Yearning is always part of fictional character. In fact, one way to understand plot is that it represents the dynamics of desire. It's the dynamics of desire that is at the heart of narrative and plot.
I read this and realized what is most often wrong with my stories. I usually start with a character or characters, which doesn't seem to be a bad way to start, according to Butler, but I don't always have it clear in my head what really drives these characters. Thus, something is missing, the story doesn't fully engage the emotions. (And emotion is where Butler says our writing truly comes from.)

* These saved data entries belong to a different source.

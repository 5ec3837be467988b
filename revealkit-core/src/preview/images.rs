use std::collections::BTreeMap;

use url::Url;

use crate::{
    foundation::{
        core::RowKey,
        error::{RevealError, RevealResult},
    },
    scene::rows::RowData,
};

/// Crop parameters appended to every preview image URL.
#[derive(Clone, Debug, PartialEq, serde::Serialize, serde::Deserialize)]
#[serde(default)]
pub struct ImageTransform {
    /// Resize mode understood by the image CDN.
    pub fit: String,
    /// Target width in px.
    pub width: u32,
    /// Target height in px.
    pub height: u32,
    /// Exposure adjustment.
    pub exposure: i32,
}

impl Default for ImageTransform {
    fn default() -> Self {
        Self {
            fit: "crop".to_owned(),
            width: 220,
            height: 320,
            exposure: -10,
        }
    }
}

impl ImageTransform {
    /// Resolve `reference` to a transformed URL.
    ///
    /// Only absolute `http`/`https` references are accepted. Query parameters already present are
    /// kept, except those this transform sets.
    pub fn apply(&self, reference: &str) -> RevealResult<Url> {
        let mut url = Url::parse(reference.trim())
            .map_err(|e| RevealError::validation(format!("image '{reference}': {e}")))?;
        if !matches!(url.scheme(), "http" | "https") {
            return Err(RevealError::validation(format!(
                "image '{reference}': scheme must be http or https"
            )));
        }

        let ours = ["fit", "w", "h", "exp"];
        let kept: Vec<(String, String)> = url
            .query_pairs()
            .filter(|(k, _)| !ours.contains(&k.as_ref()))
            .map(|(k, v)| (k.into_owned(), v.into_owned()))
            .collect();

        url.query_pairs_mut()
            .clear()
            .extend_pairs(kept)
            .append_pair("fit", &self.fit)
            .append_pair("w", &self.width.to_string())
            .append_pair("h", &self.height.to_string())
            .append_pair("exp", &self.exposure.to_string());
        Ok(url)
    }
}

/// Resolve a row image: the row's own reference, else the section default, else nothing.
pub fn resolve_image_url(
    key: &RowKey,
    image: Option<&str>,
    default_image: Option<&str>,
    transform: &ImageTransform,
) -> Option<String> {
    if let Some(reference) = image {
        match transform.apply(reference) {
            Ok(url) => return Some(url.into()),
            Err(err) => tracing::warn!(%key, %err, "row image unusable, falling back to default"),
        }
    }
    let reference = default_image?;
    match transform.apply(reference) {
        Ok(url) => Some(url.into()),
        Err(err) => {
            tracing::warn!(%key, %err, "default image unusable, preview stays empty");
            None
        }
    }
}

/// Image URL of every row of one row collection, resolved once.
#[derive(Clone, Debug, Default, PartialEq, serde::Serialize)]
pub struct PreviewImages {
    by_row: BTreeMap<RowKey, Option<String>>,
}

impl PreviewImages {
    /// Resolve images for `rows`.
    pub fn resolve(rows: &[RowData], default_image: Option<&str>, transform: &ImageTransform) -> Self {
        let by_row = rows
            .iter()
            .map(|row| {
                let url = resolve_image_url(&row.key, row.image.as_deref(), default_image, transform);
                (row.key.clone(), url)
            })
            .collect();
        Self { by_row }
    }

    /// URL for `key`. `None` for unknown rows and rows without any usable image.
    pub fn get(&self, key: &RowKey) -> Option<&str> {
        self.by_row.get(key).and_then(|u| u.as_deref())
    }

    /// Whether `key` belongs to the resolved collection.
    pub fn contains(&self, key: &RowKey) -> bool {
        self.by_row.contains_key(key)
    }

    /// Distinct URLs, sorted.
    pub fn urls(&self) -> Vec<&str> {
        let mut urls: Vec<&str> = self.by_row.values().filter_map(|u| u.as_deref()).collect();
        urls.sort_unstable();
        urls.dedup();
        urls
    }

    /// Number of rows.
    pub fn len(&self) -> usize {
        self.by_row.len()
    }

    /// Whether no rows were resolved.
    pub fn is_empty(&self) -> bool {
        self.by_row.is_empty()
    }
}

/// Warms an image cache ahead of the first hover.
pub trait ImagePrefetcher {
    /// Start loading `url`. Must not block.
    fn prefetch(&mut self, url: &str);
}

/// Prefetcher that does nothing.
#[derive(Clone, Copy, Debug, Default)]
pub struct NoopPrefetcher;

impl ImagePrefetcher for NoopPrefetcher {
    fn prefetch(&mut self, _url: &str) {}
}

/// Prefetcher that records requested URLs, for headless hosts and replays.
#[derive(Clone, Debug, Default, PartialEq, serde::Serialize)]
pub struct RecordingPrefetcher {
    /// URLs in request order.
    pub requested: Vec<String>,
}

impl ImagePrefetcher for RecordingPrefetcher {
    fn prefetch(&mut self, url: &str) {
        self.requested.push(url.to_owned());
    }
}

#[cfg(test)]
#[path = "../../tests/unit/preview/images.rs"]
mod tests;
#[derive(Clone, Copy, Debug)]
pub(crate) struct Fnv1a64(u64);

impl Fnv1a64 {
    const OFFSET_BASIS: u64 = 0xcbf2_9ce4_8422_2325;
    const PRIME: u64 = 0x0000_0100_0000_01B3;

    pub(crate) fn new_default() -> Self {
        Self(Self::OFFSET_BASIS)
    }

    pub(crate) fn write_u64(&mut self, v: u64) {
        self.write_bytes(&v.to_le_bytes());
    }

    pub(crate) fn write_str(&mut self, s: &str) {
        self.write_u64(s.len() as u64);
        self.write_bytes(s.as_bytes());
    }

    pub(crate) fn write_bytes(&mut self, bytes: &[u8]) {
        let mut h = self.0;
        for &b in bytes {
            h ^= u64::from(b);
            h = h.wrapping_mul(Self::PRIME);
        }
        self.0 = h;
    }

    pub(crate) fn finish(self) -> u64 {
        self.0
    }
}

/// Clamp `v` into `[lo, hi]`, collapsing to `lo` when the range is inverted.
pub(crate) fn clamp_range(v: f64, lo: f64, hi: f64) -> f64 {
    if hi < lo { lo } else { v.clamp(lo, hi) }
}
//! The floating image preview that follows the pointer over a list.

pub(crate) mod controller;
pub(crate) mod images;
use super::*;

fn rect(y: f64) -> Rect {
    Rect::new(0.0, y, 100.0, y + 50.0)
}

#[test]
fn stale_handles_miss_after_slot_reuse() {
    let mut stage = Stage::new();
    let a = stage.insert("a", rect(0.0));
    assert!(stage.remove(a).is_some());
    let b = stage.insert("b", rect(10.0));

    assert!(!stage.contains(a));
    assert!(stage.style_mut(a).is_none());
    assert_eq!(stage.get(b).unwrap().label, "b");
    assert!(stage.remove(a).is_none());
    assert_eq!(stage.len(), 1);
}

#[test]
fn default_style_is_visible_and_opaque() {
    let mut stage = Stage::new();
    let a = stage.insert("a", rect(0.0));
    let style = stage.style(a).unwrap();
    assert_eq!(style.opacity, 1.0);
    assert!(style.visible);
    assert!(style.background.is_none());
}

#[test]
fn lease_is_exclusive_until_released() {
    let mut stage = Stage::new();
    let panel = stage.insert("panel", rect(0.0));

    stage.lease(panel, SectionId(1)).unwrap();
    stage.lease(panel, SectionId(1)).unwrap();
    assert!(matches!(
        stage.lease(panel, SectionId(2)),
        Err(RevealError::PanelBusy(_))
    ));

    assert!(!stage.release(panel, SectionId(2)));
    assert!(stage.release(panel, SectionId(1)));
    stage.lease(panel, SectionId(2)).unwrap();
    assert_eq!(stage.lease_holder(panel), Some(SectionId(2)));
}

#[test]
fn removing_a_node_drops_its_lease() {
    let mut stage = Stage::new();
    let panel = stage.insert("panel", rect(0.0));
    stage.lease(panel, SectionId(1)).unwrap();
    stage.remove(panel);
    assert_eq!(stage.lease_holder(panel), None);
    assert!(matches!(
        stage.lease(panel, SectionId(1)),
        Err(RevealError::Detached(_))
    ));
}

#[test]
fn iter_skips_vacant_slots() {
    let mut stage = Stage::new();
    let a = stage.insert("a", rect(0.0));
    let _b = stage.insert("b", rect(60.0));
    stage.remove(a);
    let labels: Vec<_> = stage.iter().map(|(_, n)| n.label.as_str()).collect();
    assert_eq!(labels, vec!["b"]);
}
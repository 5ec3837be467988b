use crate::foundation::core::Point;

/// One pointer position in document coordinates.
#[derive(Clone, Copy, Debug, PartialEq, serde::Serialize, serde::Deserialize)]
pub struct PointerSample {
    /// Horizontal position in px.
    pub x: f64,
    /// Vertical position in px.
    pub y: f64,
    /// Host timestamp of the sample.
    #[serde(default)]
    pub timestamp_ms: f64,
}

impl PointerSample {
    /// Sample at `(x, y)`.
    pub fn new(x: f64, y: f64, timestamp_ms: f64) -> Self {
        Self { x, y, timestamp_ms }
    }

    /// Position as a point.
    pub fn point(&self) -> Point {
        Point::new(self.x, self.y)
    }
}

/// Horizontal direction of the latest pointer move.
#[derive(Clone, Copy, Debug, PartialEq, Eq, serde::Serialize, serde::Deserialize)]
pub enum HorizontalDirection {
    /// Moving towards larger x.
    Right,
    /// Moving towards smaller x, or not moving horizontally.
    Left,
}

impl HorizontalDirection {
    /// `+1` for right, `-1` for left.
    pub fn sign(self) -> f64 {
        match self {
            Self::Right => 1.0,
            Self::Left => -1.0,
        }
    }
}

/// Displacement derived from two consecutive samples.
#[derive(Clone, Copy, Debug, PartialEq, serde::Serialize)]
pub struct PointerMotion {
    /// Signed horizontal displacement.
    pub dx: f64,
    /// Direction of `dx`.
    pub direction: HorizontalDirection,
    /// Magnitude of `dx`.
    pub speed: f64,
}

impl PointerMotion {
    /// Rotation target for a panel following this motion, in degrees.
    pub fn rotation(&self, factor: f64) -> f64 {
        self.speed * self.direction.sign() * factor
    }
}

/// Derives horizontal speed and direction from consecutive pointer samples.
///
/// Only the previous sample is kept. The tracker starts at `(0, 0)`, so the first real sample
/// reports its full distance from the origin as speed.
#[derive(Clone, Copy, Debug, Default)]
pub struct PointerTracker {
    prev: Point,
    last: Option<PointerSample>,
}

impl PointerTracker {
    /// Tracker whose previous sample is the origin.
    pub fn new() -> Self {
        Self::default()
    }

    /// Record `sample` and return the motion since the previous one.
    pub fn on_sample(&mut self, sample: PointerSample) -> PointerMotion {
        let dx = sample.x - self.prev.x;
        let direction = if sample.x > self.prev.x {
            HorizontalDirection::Right
        } else {
            HorizontalDirection::Left
        };
        self.prev = sample.point();
        self.last = Some(sample);
        PointerMotion {
            dx,
            direction,
            speed: dx.abs(),
        }
    }

    /// Most recent sample, if any was recorded.
    pub fn last(&self) -> Option<PointerSample> {
        self.last
    }
}

#[cfg(test)]
#[path = "../../tests/unit/input/pointer.rs"]
mod tests;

So I've been thinking some today about how the dynamics of desire drives some stories. The one that came most readily to mind is one of my favorite movies of all time, While You Were Sleeping. It becomes clear early on that what Lucy desires more than anything, whether she realizes it or not, is a connection to a family again. She has a crush on Peter the hunk, but she doesn't know him. Her longing for family is why, in a sort of mistaken identity twist, she ends up letting Peter's family think she's his fiance, after she rescues him from the train tracks. (You really need to see the movie, though.) Everything that happens in the story flows from that desire and its consequences. And it's one of my favorite movies because it has so much heart. It engages my emotions.
And what does this mean for me? I've got a novel I'm revising, a novel I'm writing, and a couple of short stories I'd like to get published somewhere. But I need to get to the heart of my characters and show what drives them, what they most long for. Otherwise, all that great description and witty dialogue and exciting plot twists will ring hollow to the reader (and for the writer). Makes me think a little of I Cor. 13: "If I speak in the tongues of men and of angels, but have not love, I am a noisy gong or a clanging cymbal." And isn't coming to understand what drives a character, or a live person for that matter -- getting to the heart, in other words -- involve love?
2 comments:
Thanks for sharing, Linda. I have so many books waiting to be read, (don't we all?) especially books on writing. But this sounds good. I'll try to get it from my library to see if I want to buy it.
That was a good movie. My husband and I were just talking about it last night, for some reason.